(Stored items from a collection)
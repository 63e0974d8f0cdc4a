use std::collections::BTreeMap;

use axum::http::{Method, StatusCode};
use axum::Router;
use serde_json::{json, Value};
use sqlx::PgPool;
use time::Duration;
use tower::ServiceExt;
use uuid::Uuid;

use crate::core::time::primitive_now_utc;
use crate::db::types::{QuestionStatus, QuestionType, SessionMode, SessionStatus};
use crate::repositories;
use crate::repositories::questions::CreateQuestion;
use crate::repositories::study_sessions::CreateSession;
use crate::services::content_hash;
use crate::test_support::{self, TestCatalog};

async fn call(
    app: &Router,
    method: Method,
    uri: &str,
    token: &str,
    body: Option<Value>,
) -> (StatusCode, Value) {
    let response = app
        .clone()
        .oneshot(test_support::json_request(method, uri, Some(token), body))
        .await
        .expect("response");
    let status = response.status();
    (status, test_support::read_json(response).await)
}

async fn insert_question(
    pool: &PgPool,
    author_id: &str,
    catalog: &TestCatalog,
    text: &str,
    status: QuestionStatus,
) -> String {
    let id = Uuid::new_v4().to_string();
    let options = BTreeMap::from([
        ("A".to_string(), "Refraction".to_string()),
        ("B".to_string(), "Reflection".to_string()),
    ]);
    repositories::questions::create(
        pool,
        CreateQuestion {
            id: &id,
            question_text: text,
            question_type: QuestionType::Mcq,
            options,
            correct_answer: Some("B"),
            explanation: Some("Mirrors reflect light."),
            exam_id: Some(&catalog.exam_id),
            subject_id: Some(&catalog.subject_id),
            topic_id: Some(&catalog.topic_id),
            status,
            review_stage: None,
            original_question_id: None,
            created_by: author_id,
            content_hash: &content_hash::hash(text),
            now: primitive_now_utc(),
        },
    )
    .await
    .expect("insert question");
    id
}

## TRY IT:
Reproduce all of the records, keeping every character unchanged.

## EXERCISE RESULT:
repository 63e0974d8f0cdc4a
use std::collections::BTreeMap;

use axum::http::{Method, StatusCode};
use axum::Router;
use serde_json::{json, Value};
use sqlx::PgPool;
use time::Duration;
use tower::ServiceExt;
use uuid::Uuid;

use crate::core::time::primitive_now_utc;
use crate::db::types::{QuestionStatus, QuestionType, SessionMode, SessionStatus};
use crate::repositories;
use crate::repositories::questions::CreateQuestion;
use crate::repositories::study_sessions::CreateSession;
use crate::services::content_hash;
use crate::test_support::{self, TestCatalog};

async fn call(
    app: &Router,
    method: Method,
    uri: &str,
    token: &str,
    body: Option<Value>,
) -> (StatusCode, Value) {
    let response = app
        .clone()
        .oneshot(test_support::json_request(method, uri, Some(token), body))
        .await
        .expect("response");
    let status = response.status();
    (status, test_support::read_json(response).await)
}

async fn insert_question(
    pool: &PgPool,
    author_id: &str,
    catalog: &TestCatalog,
    text: &str,
    status: QuestionStatus,
) -> String {
    let id = Uuid::new_v4().to_string();
    let options = BTreeMap::from([
        ("A".to_string(), "Refraction".to_string()),
        ("B".to_string(), "Reflection".to_string()),
    ]);
    repositories::questions::create(
        pool,
        CreateQuestion {
            id: &id,
            question_text: text,
            question_type: QuestionType::Mcq,
            options,
            correct_answer: Some("B"),
            explanation: Some("Mirrors reflect light."),
            exam_id: Some(&catalog.exam_id),
            subject_id: Some(&catalog.subject_id),
            topic_id: Some(&catalog.topic_id),
            status,
            review_stage: None,
            original_question_id: None,
            created_by: author_id,
            content_hash: &content_hash::hash(text),
            now: primitive_now_utc(),
        },
    )
    .await
    .expect("insert question");
    id
}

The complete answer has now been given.